Weird is what credit unions are made for

Taming the Weird Times Monster

The Weird Times monster is hairy, scary, and totally unpredictable, constantly sprouting freaky new tentacles to worry about.

Whatever your personal, political, or economic beliefs, we can all agree on one thing: the Weird Times monster has been tromping all over the place for the last few years, and it doesn’t look like he’ll be stopping any time soon.

How do credit unions and credit union marketers cope with extremes of uncertainty? Where do we fit in?

Weird is what credit unions are made for

Remember the little smiling umbrella guy from your CU History 101 class?

Credit Union Umbrella Guy

Sure, he’s a little corny (he’s a refugee from the 1920s, after all), but he makes a good point: credit unions are a powerful way for regular people to band together and help each other make it through tough times.

Credit unions will always be key to helping regular folks weather whatever storms are brewing. Tough times (and yes, Weird times like these) are exactly what credit unions are made for.

During the 2007-2009 recession, credit unions continued to lend, even when other financial institutions had stopped. And afterwards, credit unions also participated heavily in mortgage modification programs to keep thousands of members in their homes rather than foreclosing.

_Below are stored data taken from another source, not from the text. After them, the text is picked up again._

//! Per line delay calibration.
//!
//! Each data line is stepped through its delay taps while a fixed pattern
//! is read back. The controller reports a calibration index per read; the
//! tap at which the index moves past the line's base index measures the
//! line's skew. Lines are then padded so that all of them sample at the
//! same point.

use log::{debug, error, info, warn};

use super::cmd::{MmcCommand, MmcData, MmcRequest};
use super::constant::*;
use super::dma::DmaOps;
use super::regs::{AdjustReg, CalOutReg, ClockReg, RegisterIo, delay_line};
use super::{ChipFamily, SdEmmcHost};
use crate::constant::*;
use crate::err::SdError;

/// Whether `value` lies past `base`, allowing for a base sitting at the
/// top index where the next index wraps to a smaller value.
pub(crate) fn is_larger(value: u8, base: u8, wrap: u8) -> bool {
    value > base || (value < base && base == wrap)
}

/// Per line results of one calibration round.
#[derive(Debug, Clone, PartialEq, Eq)]
pub(crate) struct CaliData {
    pub base_index: [u8; CALI_DATA_LINES],
    pub ln_delay: [u8; CALI_DATA_LINES],
    pub base_index_min: u8,
    pub base_index_max: u8,
}

impl CaliData {
    pub fn new(max_index: u8) -> Self {
        Self {
            base_index: [0; CALI_DATA_LINES],
            ln_delay: [0; CALI_DATA_LINES],
            base_index_min: max_index.saturating_add(1),
            base_index_max: 0,
        }
    }

    fn record_base(&mut self, line: usize, base: u8) {
        self.base_index[line] = base;
        self.base_index_min = self.base_index_min.min(base);
        self.base_index_max = self.base_index_max.max(base);
    }
}

/// Base index candidates seen during the first tap of the index strategy.
#[derive(Debug, Default)]
struct BaseVote {
    seen: u8,
    first: (u8, u8),
    other: (u8, u8),
}

impl BaseVote {
    fn add(&mut self, sample: u8) {
        self.seen += 1;
        if self.seen == 1 {
            self.first = (sample, 1);
        } else if sample == self.first.0 {
            self.first.1 += 1;
        } else {
            self.other = (sample, self.other.1 + 1);
        }
    }

    fn winner(&self) -> u8 {
        if self.other.1 > self.first.1 {
            self.other.0
        } else {
            self.first.0
        }
    }
}

/// Combine per line results into a DELAY word for the lines of the bus.
///
/// Fails when the spread between the earliest and latest line is too large
/// to pad out. May lower `base_index_max` when the base indexes wrap.
pub(crate) fn cali_find(
    data: &mut CaliData,
    lines: usize,
    max_index: u8,
    step: i64,
) -> Result<u32, SdError> {
    let lines = lines.min(CALI_DATA_LINES);
    let max_index = max_index as i64;
    let base_max = data.base_index_max as i64;
    let mut cal = [0i64; CALI_DATA_LINES];

    for line in 0..lines {
        if data.ln_delay[line] as i64 * step > 1000 {
            data.ln_delay[line] = (1000 / step) as u8;
        }
        let taps = data.ln_delay[line] as i64 * step;
        let base = data.base_index[line] as i64;

        cal[line] = if base == max_index {
            (max_index + 1) * 1000 - taps
        } else if base_max == max_index && base != max_index - 1 && base != max_index - 2 {
            ((base + 1) % (max_index + 1) + max_index + 1) * 1000 - taps
        } else {
            (base + 1) % (max_index + 1) * 1000 - taps
        };
        info!(
            "delay[{}]={:5} padding={:2}, bidx={}",
            line, cal[line], data.ln_delay[line], base
        );
    }

    let used = &cal[..lines];
    let mut max_cal = used.iter().copied().max().unwrap_or(0);
    let min_cal = used.iter().copied().min().unwrap_or(0);
    info!("calibration result: max({}), min({})", max_cal, min_cal);
    if max_cal - min_cal >= CALI_SPREAD_LIMIT {
        return Err(SdError::CalibrationFailed);
    }

    if data.base_index_max as i64 == max_index && data.base_index_min == 0 {
        data.base_index_max = 0;
    }
    max_cal = max_cal.max(data.base_index_max as i64 * 1000);

    let mut word = 0;
    for (line, c) in used.iter().enumerate() {
        let pad = ((max_cal - c) / step).clamp(0, 15) as u32;
        word = delay_line(line as u32).set(word, pad);
    }
    debug!("line delay {:#010x}, max {}", word, max_cal);
    Ok(word)
}

impl<R: RegisterIo, D: DmaOps> SdEmmcHost<R, D> {
    /// Run delay calibration with the strategy the chip supports. On
    /// failure the configured default delays are written.
    ///
    /// Returns the adjust point derived from the highest base index.
    pub fn calibrate(&self) -> Result<u32, SdError> {
        let auto = self.config.chip.has_auto_calibration();
        self.execute_calibration(auto).inspect_err(|_| {
            warn!("calibration failed, default delay {:#010x}", self.config.default_delay());
            self.write_reg(SD_EMMC_DELAY, self.config.default_delay());
        })
    }

    pub(crate) fn execute_calibration(&self, auto: bool) -> Result<u32, SdError> {
        let saved_div = ClockReg(self.read_reg(SD_EMMC_CLOCK)).div();
        if auto {
            self.set_clock_div(CALI_AUTO_DIV);
        }
        let max_index = ClockReg(self.read_reg(SD_EMMC_CLOCK)).div().saturating_sub(1) as u8;
        let lines = self.timing.lock().bus_width as usize;
        let step = self.config.chip.delay_step();

        let mut result = Err(SdError::CalibrationFailed);
        for round in 0..=MAX_CALI_RETRY {
            info!("trying cali {}-th time(s)", round);
            let mut data = CaliData::new(max_index);

            self.set_tuning(true);
            let swept = if auto {
                self.cali_auto(&mut data, lines, max_index)
            } else {
                self.cali_index(&mut data, lines, max_index)
            };
            self.set_tuning(false);

            if let Err(line) = swept {
                error!("no valid line delay on line {}", line);
                continue;
            }
            match cali_find(&mut data, lines, max_index, step) {
                Ok(word) => {
                    self.write_reg(SD_EMMC_DELAY, word);
                    info!(
                        "calibration ok after {} retries, base index max {} min {}",
                        round, data.base_index_max, data.base_index_min
                    );
                    result = Ok(data.base_index_max as u32 + 2);
                    break;
                }
                Err(_) => warn!("line spread too large"),
            }
        }

        if auto {
            self.set_clock_div(saved_div);
        }
        if result.is_ok() && !auto && self.config.chip == ChipFamily::Gxbb {
            let mut adj = AdjustReg(self.read_reg(SD_EMMC_ADJUST));
            adj.set_cmd_delay(7);
            self.write_reg(SD_EMMC_ADJUST, adj.0);
        }
        if result.is_err() {
            error!("calibration failed, use default");
        }
        result
    }

    /// Read the calibration pattern once with `line` under test.
    fn cali_transfer(&self, line: u32) {
        self.xfer.lock().cali_line = Some(line);
        let req = MmcRequest::new(MmcCommand::new(
            MMC_READ_MULTIPLE_BLOCK,
            CALI_PATTERN_OFFSET,
            MMC_RSP_R1,
        ))
        .with_data(MmcData::read(512, CALI_BLK_CNT))
        .with_stop();
        if let Err(e) = self.wait_for_req(req).and_then(|done| done.result) {
            debug!("cali read on line {}: {}", line, e);
        }
        self.xfer.lock().cali_line = None;

        self.modify_reg(SD_EMMC_ADJUST, |v| {
            let mut adj = AdjustReg(v);
            adj.set_cali_enable(0).set_cali_sel(0);
            adj.0
        });
    }

    /// Strategy reading index and hit count straight from CALOUT.
    fn cali_auto(&self, data: &mut CaliData, lines: usize, max_index: u8) -> Result<(), usize> {
        for line in 0..lines {
            let mut found = None;

            for tap in 0..MAX_DELAY_CNT {
                self.write_reg(SD_EMMC_DELAY, delay_line(line as u32).set(0, tap));
                self.cali_transfer(line as u32);

                let best = (0..CALOUT_WORDS)
                    .map(|i| CalOutReg(self.read_reg(SD_EMMC_CALOUT + i * 4)))
                    .fold(CalOutReg(0), |best, w| {
                        if w.auto_count() > best.auto_count() {
                            w
                        } else {
                            best
                        }
                    });
                let idx = best.auto_idx() as u8;

                if tap == 0 {
                    data.record_base(line, idx);
                }
                if is_larger(idx, data.base_index[line], max_index) {
                    found = Some(tap);
                    break;
                }
            }
            debug!("line {} base {} moved at {:?}", line, data.base_index[line], found);

            data.ln_delay[line] = found.ok_or(line)? as u8;
        }
        Ok(())
    }

    /// Strategy taking several reads per tap and voting on the base index.
    fn cali_index(&self, data: &mut CaliData, lines: usize, max_index: u8) -> Result<(), usize> {
        for line in 0..lines {
            let mut vote = BaseVote::default();
            let mut have_base = false;
            let mut found = None;

            for tap in 0..MAX_DELAY_CNT {
                self.write_reg(SD_EMMC_DELAY, delay_line(line as u32).set(0, tap));
                let mut larger = 0;

                for read in 0..CALI_READS_PER_TAP {
                    self.cali_transfer(line as u32);
                    let out = CalOutReg(self.read_reg(SD_EMMC_CALOUT));
                    let sample = if out.cali_vld() == 1 {
                        out.cali_idx() as u8
                    } else {
                        CALI_INVALID
                    };

                    if sample == CALI_INVALID {
                        warn!("no valid index on line {} read {}", line, read);
                    } else if !have_base {
                        vote.add(sample);
                    } else if is_larger(sample, data.base_index[line], max_index) {
                        larger += 1;
                    }
                }

                if !have_base {
                    have_base = true;
                    data.record_base(line, vote.winner());
                } else if larger == CALI_READS_PER_TAP {
                    found = Some(tap);
                    break;
                }
            }
            debug!("line {} base {} moved at {:?}", line, data.base_index[line], found);

            data.ln_delay[line] = found.ok_or(line)? as u8;
        }
        Ok(())
    }
}

#[cfg(test)]
mod tests {
    use super::*;

    #[test]
    fn larger_handles_wrap_at_top_index() {
        assert!(is_larger(5, 4, 9));
        assert!(!is_larger(4, 4, 9));
        assert!(!is_larger(3, 4, 9));
        // base at the top: any smaller index has wrapped
        assert!(is_larger(0, 9, 9));
        assert!(!is_larger(9, 9, 9));
    }

    #[test]
    fn vote_prefers_strictly_more_frequent() {
        let mut v = BaseVote::default();
        for s in [3, 4, 4, 3] {
            v.add(s);
        }
        assert_eq!(v.winner(), 3);

        let mut v = BaseVote::default();
        for s in [3, 4, 4, 4] {
            v.add(s);
        }
        assert_eq!(v.winner(), 4);
    }

    #[test]
    fn equal_lines_need_no_padding() {
        let mut d = CaliData::new(9);
        for line in 0..4 {
            d.record_base(line, 3);
            d.ln_delay[line] = 2;
        }
        let word = cali_find(&mut d, 4, 9, 200).unwrap();
        assert_eq!(word, 0);
    }

    #[test]
    fn slower_line_pads_the_others() {
        // line 1 moved one tap later than the rest
        let mut d = CaliData::new(9);
        for line in 0..4 {
            d.record_base(line, 3);
            d.ln_delay[line] = 3;
        }
        d.ln_delay[1] = 2;
        let word = cali_find(&mut d, 4, 9, 200).unwrap();
        // cal: 4000 - 600 = 3400, line 1 3600; others padded by 1 tap
        assert_eq!(delay_line(0).get(word), 1);
        assert_eq!(delay_line(1).get(word), 0);
        assert_eq!(delay_line(2).get(word), 1);
        assert_eq!(delay_line(3).get(word), 1);
        assert_eq!(word >> 16, 0);
    }

    #[test]
    fn base_index_floor_raises_reference() {
        let mut d = CaliData::new(9);
        d.record_base(0, 5);
        d.ln_delay[0] = 5;
        // cal = 6000 - 1000 = 5000, floor 5 * 1000 matches, no padding
        assert_eq!(cali_find(&mut d, 1, 9, 200).unwrap(), 0);

        let mut d = CaliData::new(9);
        d.record_base(0, 5);
        d.ln_delay[0] = 10;
        // taps clamped to 5, same as above
        assert_eq!(cali_find(&mut d, 1, 9, 200).unwrap(), 0);
        assert_eq!(d.ln_delay[0], 5);
    }

    #[test]
    fn wide_spread_fails() {
        let mut d = CaliData::new(9);
        d.record_base(0, 1);
        d.record_base(1, 4);
        assert_eq!(
            cali_find(&mut d, 2, 9, 200),
            Err(SdError::CalibrationFailed)
        );
    }

    #[test]
    fn wrapped_base_is_lifted_a_full_turn() {
        // base max at top index: low bases count as one turn later
        let mut d = CaliData::new(4);
        d.record_base(0, 4);
        d.record_base(1, 0);
        let word = cali_find(&mut d, 2, 4, 200).unwrap();
        // cal0 = 5000, cal1 = (1 + 5) * 1000 = 6000; max and min swap drops floor
        assert_eq!(d.base_index_max, 0);
        assert_eq!(delay_line(0).get(word), 5);
        assert_eq!(delay_line(1).get(word), 0);
    }
}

Same for every day’s crisis-of-the-day: credit unions are an important part of the solution.

Focus on emotions and answers

Weird Times create several specific emotional needs.

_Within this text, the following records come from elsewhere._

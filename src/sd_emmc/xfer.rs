use alloc::vec;
use alloc::vec::Vec;

use log::{debug, error, warn};

use super::cmd::{Completion, MmcRequest, Rejected};
use super::constant::*;
use super::desc::build_chain;
use super::dma::{DmaOps, SgSegment};
use super::irq::{IrqEvent, IrqReturn};
use super::regs::{AdjustReg, ConfigReg, RegisterIo, StartReg};
use super::SdEmmcHost;
use crate::constant::*;
use crate::err::SdError;
use crate::{delay_us, ilog2};

/// Progress of the request currently owned by the host.
#[derive(Debug, Clone, Copy, PartialEq, Eq)]
pub enum XferStep {
    Init,
    Start,
    AfterStart,
    IrqOccur,
    IrqTaskletBusy,
    TaskletCmd,
    TaskletData,
    TimerTimeout,
    Finished,
}

/// Outcome classified by the hard IRQ stage for the deferred stage.
#[derive(Debug, Clone, Copy, PartialEq, Eq)]
pub enum HostStatus {
    Invalid,
    TaskletCmd,
    TaskletData,
    DatCrcErr,
    RspCrcErr,
    RspTimeoutErr,
    DatTimeoutErr,
}

impl HostStatus {
    pub fn error(&self) -> Option<SdError> {
        match self {
            HostStatus::DatCrcErr => Some(SdError::DataCrc),
            HostStatus::RspCrcErr => Some(SdError::Crc),
            HostStatus::RspTimeoutErr => Some(SdError::Timeout),
            HostStatus::DatTimeoutErr => Some(SdError::DataTimeout),
            HostStatus::Invalid | HostStatus::TaskletCmd | HostStatus::TaskletData => None,
        }
    }

    pub fn is_response_error(&self) -> bool {
        matches!(self, HostStatus::RspCrcErr | HostStatus::RspTimeoutErr)
    }
}

pub(crate) struct InFlight {
    pub req: MmcRequest,
    pub chain_len: usize,
    pub bounce: bool,
    pub mapped: bool,
    pub resp: [u32; 4],
}

pub(crate) struct XferState<D> {
    pub dma: D,
    pub mrq: Option<InFlight>,
    pub step: XferStep,
    pub status: HostStatus,
    /// Single-slot handoff from the hard IRQ stage.
    pub event: Option<IrqEvent>,
    /// A synthesized CMD12 is on the bus for `mrq`.
    pub cmd_is_stop: bool,
    pub error_bak: Option<SdError>,
    pub error_flag: ErrorFlag,
    pub is_tuning: bool,
    /// Data line under calibration, routed into ADJUST on CMD18.
    pub cali_line: Option<u32>,
    /// CMD11 ran with the card clock forced on; cleared once the card
    /// releases DAT0..DAT3.
    pub volt_switch: bool,
    pub sdio_irqs: u32,
}

impl<D> XferState<D> {
    pub fn new(dma: D) -> Self {
        Self {
            dma,
            mrq: None,
            step: XferStep::Init,
            status: HostStatus::Invalid,
            event: None,
            cmd_is_stop: false,
            error_bak: None,
            error_flag: ErrorFlag::empty(),
            is_tuning: false,
            cali_line: None,
            volt_switch: false,
            sdio_irqs: 0,
        }
    }
}

struct Prepared {
    chain_len: usize,
    bounce: bool,
    mapped: bool,
}

impl<R: RegisterIo, D: DmaOps> SdEmmcHost<R, D> {
    /// Hand a request to the controller. Fails with `Busy` while another
    /// request is current, or with a build error if no chain can describe it.
    pub fn submit(&self, mut req: MmcRequest) -> Result<(), Rejected> {
        let mut xfer = self.xfer.lock();
        if xfer.mrq.is_some() {
            warn!("CMD{} rejected, request in flight", req.opcode());
            return Err(Rejected {
                reason: SdError::Busy,
                request: req,
            });
        }

        if xfer.error_flag.contains(ErrorFlag::LAST_RETRY_FAILED) {
            xfer.error_flag = ErrorFlag::empty();
        }

        debug!(
            "starting CMD{} arg {:#010x} flags {:#x}",
            req.cmd.opcode, req.cmd.arg, req.cmd.resp_type
        );

        match self.start_cmd(&mut xfer, &mut req) {
            Ok(p) => {
                xfer.mrq = Some(InFlight {
                    req,
                    chain_len: p.chain_len,
                    bounce: p.bounce,
                    mapped: p.mapped,
                    resp: [0; 4],
                });
                Ok(())
            }
            Err(e) => {
                error!("CMD{} not dispatched: {}", req.opcode(), e);
                Err(Rejected {
                    reason: e,
                    request: req,
                })
            }
        }
    }

    /// Map data, write the chain and kick the sequencer.
    fn start_cmd(&self, xfer: &mut XferState<D>, req: &mut MmcRequest) -> Result<Prepared, SdError> {
        let desc_bus = u32::try_from(xfer.dma.desc_bus_addr()).map_err(|_| SdError::DmaMap)?;

        self.halt_chain();
        let prepared = self.pre_dma(xfer, req)?;

        let mut cfg = ConfigReg(self.read_reg(SD_EMMC_CFG));
        let old = cfg;
        if let Some(data) = &req.data {
            if data.block_mode() {
                cfg.set_bl_len(ilog2(data.blksz));
            }
        }
        if req.opcode() == SD_SWITCH_VOLTAGE {
            cfg.set_auto_clk(0);
            xfer.volt_switch = true;
        }
        if cfg != old {
            self.write_reg(SD_EMMC_CFG, cfg.0);
        }

        if let (Some(line), MMC_READ_MULTIPLE_BLOCK) = (xfer.cali_line, req.opcode()) {
            self.cali_select(line);
        }

        self.kick(xfer, desc_bus);
        Ok(prepared)
    }

    /// Point START at descriptor 0 and set busy.
    fn kick(&self, xfer: &mut XferState<D>, desc_bus: u32) {
        self.write_reg(SD_EMMC_STATUS, SD_EMMC_IRQ_ALL);
        xfer.step = XferStep::Start;
        let mut start = StartReg(0);
        start.set_init(0).set_busy(1).set_addr(desc_bus >> 2);
        self.write_reg(SD_EMMC_START, start.0);
        xfer.step = XferStep::AfterStart;
    }

    /// Route calibration sampling to data line `line` for the next read.
    fn cali_select(&self, line: u32) {
        let mut adj = AdjustReg(self.read_reg(SD_EMMC_ADJUST));
        adj.set_cali_sel(line).set_cali_enable(1).set_cali_rise(0);
        self.write_reg(SD_EMMC_ADJUST, adj.0);
    }

    pub(crate) fn halt_chain(&self) {
        let start = StartReg(self.read_reg(SD_EMMC_START));
        if start.busy() == 1 {
            let mut start = start;
            start.set_busy(0);
            self.write_reg(SD_EMMC_START, start.0);
        }
    }

    fn pre_dma(&self, xfer: &mut XferState<D>, req: &mut MmcRequest) -> Result<Prepared, SdError> {
        let mut bounce = false;
        let mut mapped = false;

        let segs: Vec<SgSegment> = match &mut req.data {
            None => Vec::new(),
            Some(data) => {
                let len = data.byte_len().ok_or(SdError::InvalidArgument)?;
                if data.buf.len() < len || len == 0 {
                    return Err(SdError::InvalidArgument);
                }
                let segs = xfer.dma.map_sg(&data.buf[..len], data.direction())?;
                if segs.iter().any(|s| s.bus_addr & SD_EMMC_DMA_ALIGN != 0) {
                    // sequencer needs 8 byte aligned data addresses
                    let dir = data.direction();
                    xfer.dma.unmap_sg(&mut data.buf[..len], dir);
                    if len > xfer.dma.bounce_capacity() {
                        return Err(SdError::BounceOverflow);
                    }
                    if !data.is_read {
                        xfer.dma.copy_to_bounce(&data.buf[..len]);
                    }
                    bounce = true;
                    vec![SgSegment {
                        bus_addr: xfer.dma.bounce_bus_addr(),
                        len: len as u32,
                    }]
                } else {
                    mapped = true;
                    segs
                }
            }
        };

        let chain = match build_chain(req, &segs, xfer.dma.desc_capacity()) {
            Ok(chain) => chain,
            Err(e) => {
                if let (true, Some(data)) = (mapped, &mut req.data) {
                    let (len, dir) = (data.len(), data.direction());
                    xfer.dma.unmap_sg(&mut data.buf[..len], dir);
                }
                return Err(e);
            }
        };
        xfer.dma.write_desc(&chain);

        Ok(Prepared {
            chain_len: chain.len(),
            bounce,
            mapped,
        })
    }

    /// Return device data to the request buffer and drop mappings.
    pub(crate) fn post_dma(&self, xfer: &mut XferState<D>) {
        let XferState { dma, mrq, .. } = xfer;
        let Some(inflight) = mrq.as_mut() else {
            return;
        };
        if let Some(data) = &mut inflight.req.data {
            let len = data.len();
            if inflight.bounce && data.is_read {
                dma.copy_from_bounce(&mut data.buf[..len]);
            }
            if inflight.mapped {
                let dir = data.direction();
                dma.unmap_sg(&mut data.buf[..len], dir);
            }
        }
        inflight.bounce = false;
        inflight.mapped = false;
    }

    /// Capture the response of the current command.
    pub(crate) fn read_resp(&self, xfer: &mut XferState<D>) {
        let XferState { dma, mrq, .. } = xfer;
        let Some(inflight) = mrq.as_mut() else {
            return;
        };
        let cmd = &inflight.req.cmd;
        if cmd.is_long_response() {
            inflight.resp = [
                self.read_reg(SD_EMMC_CMD_RSP3),
                self.read_reg(SD_EMMC_CMD_RSP2),
                self.read_reg(SD_EMMC_CMD_RSP1),
                self.read_reg(SD_EMMC_CMD_RSP),
            ];
        } else if cmd.has_response() {
            // 48-bit responses are written back into the issuing descriptor
            let found = (0..inflight.chain_len)
                .map(|i| dma.read_desc(i))
                .find(|d| d.cfg().no_cmd() == 0 && d.cfg().cmd_index() == cmd.opcode as u32);
            if let Some(d) = found {
                inflight.resp[0] = d.resp_addr;
            }
        }
    }

    /// Release the current request and build its completion.
    pub(crate) fn request_done(
        &self,
        xfer: &mut XferState<D>,
        result: Result<(), SdError>,
        bytes_xfered: u32,
    ) -> Option<Completion> {
        self.post_dma(xfer);
        let inflight = xfer.mrq.take()?;
        xfer.step = XferStep::Finished;
        xfer.status = HostStatus::Invalid;
        xfer.event = None;
        debug!("CMD{} done: {:?}", inflight.req.opcode(), result);
        Some(Completion {
            request: inflight.req,
            result,
            resp: inflight.resp,
            bytes_xfered,
        })
    }

    /// Abandon the current request after the caller's watchdog fired.
    /// Interrupts that still arrive for it are acknowledged and dropped.
    pub fn cancel_on_timeout(&self) -> Option<Completion> {
        let mut xfer = self.xfer.lock();
        xfer.mrq.as_ref()?;
        self.halt_chain();
        error!(
            "CMD{} timed out at {:?}",
            xfer.mrq.as_ref().map_or(0, |m| m.req.opcode()),
            xfer.step
        );
        xfer.cmd_is_stop = false;
        let result = Err(xfer.error_bak.take().unwrap_or(SdError::Timeout));
        let done = self.request_done(&mut xfer, result, 0);
        xfer.step = XferStep::TimerTimeout;
        done
    }

    /// Issue CMD12 for the current request, keeping its error for later.
    pub(crate) fn send_stop(&self, xfer: &mut XferState<D>, err: SdError) -> Result<(), SdError> {
        let desc_bus = u32::try_from(xfer.dma.desc_bus_addr()).map_err(|_| SdError::DmaMap)?;
        self.wait_start_idle()?;

        let stop = xfer
            .mrq
            .as_ref()
            .and_then(|m| m.req.stop.clone())
            .ok_or(SdError::InvalidArgument)?;
        let chain = build_chain(&MmcRequest::new(stop), &[], xfer.dma.desc_capacity())?;
        xfer.dma.write_desc(&chain);

        xfer.cmd_is_stop = true;
        xfer.error_bak = Some(err);
        if let Some(m) = xfer.mrq.as_mut() {
            m.chain_len = chain.len();
        }
        debug!("sending CMD12 after {}", err);
        self.kick(xfer, desc_bus);
        Ok(())
    }

    fn wait_start_idle(&self) -> Result<(), SdError> {
        let mut timeout = STAT_POLL_TIMEOUT;
        while StartReg(self.read_reg(SD_EMMC_START)).busy() == 1 {
            if timeout == 0 {
                return Err(SdError::Timeout);
            }
            timeout -= 1;
            delay_us(1);
        }
        Ok(())
    }

    /// Run one request to completion by polling the status register, then
    /// resubmit it while transport errors leave retries in its budget.
    pub fn wait_for_req(&self, mut req: MmcRequest) -> Result<Completion, SdError> {
        loop {
            let done = self.run_polled(req)?;
            match done.result {
                Err(e) if e.is_transport() && done.request.cmd.retries > 0 => {
                    req = done.request;
                    req.cmd.retries -= 1;
                    debug!("retry CMD{} after {}, {} left", req.opcode(), e, req.cmd.retries);
                }
                _ => return Ok(done),
            }
        }
    }

    fn run_polled(&self, req: MmcRequest) -> Result<Completion, SdError> {
        self.submit(req).map_err(|r| r.reason)?;

        let mut timeout = XFER_POLL_TIMEOUT;
        loop {
            let pending = self.read_reg(SD_EMMC_STATUS) & SD_EMMC_IRQ_ALL;
            if pending != 0 && self.irq() == IrqReturn::WakeThread {
                if let Some(done) = self.irq_thread() {
                    return Ok(done);
                }
                // CMD12 still on the bus
                timeout = XFER_POLL_TIMEOUT;
                continue;
            }
            if timeout == 0 {
                return self.cancel_on_timeout().ok_or(SdError::Timeout);
            }
            timeout -= 1;
        }
    }
}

You’ll need to be ready to respond to these needs with product innovation, a strong, well-articulated brand, policy updates, transparency, clear, authentic messaging, humane policies, and maybe even a little tech.

The key is to think about the emotions and needs people will have, and use these insights to figure out how they relate to your brand, products, and marketing. Build your Weird Times strategy around the emotional needs you’ll fill.

Here are a few possible examples:

What are younger members thinking?

Younger adults are especially vulnerable economically, and they’re very worried about their short-term and long-term future. They’re also idealistic and compassionate, to a degree not seen in previous generations.

More to the point, they are extremely receptive to credit union ideals – if you can clearly communicate and show an authentic difference, they’ll get it. And they’ll respond.

What can you do to give young members a CU to believe in?

For example, do you need to beef up your content marketing to increase engagement? Or revamp your “write-a-check-and-forget” community service program around something your employees and members are actually passionate about?

Are you willing and able to lend to a first time car buyer, nurture a young family working toward buying a home in 2022, or work with members recovering from crushing medical debt? How can you tell their stories?

Safe and sound

This one’s obvious. Lots of worried folks will be in “batten down the hatches” mode; thinking about things like debt consolidation, lowering payments, or wondering whether they should keep their cars longer.

Some, of course, will be worried about what might happen if they can’t go to work or if their work slows down.

Older members (well, everyone, really) will be looking for messages of stability, and safety.

They’ll be turning to the credit union as a credible, reliable source of information they can use.

Shift your content engine into overdrive.

Credit unions have a lot of credibility, and can play an important role in making sure people understand what to expect and what they can do when things are getting Weird.

And don’t just regurgitate all the same stuff folks can get from the national news; address the local issues where people will need guidance and the credit union can make a difference.

Budget and leverage your time

It’s not just dollars and cents, don’t forget to plan how you’re going to use something even more scarce; staff time, energy, and attention.

For example, maybe it makes sense to focus more on steering the strategic ship and lean on your partners for more of the planning and production. Or maybe it’s time to get an outside perspective to help untangle a particularly knotty strategic threat.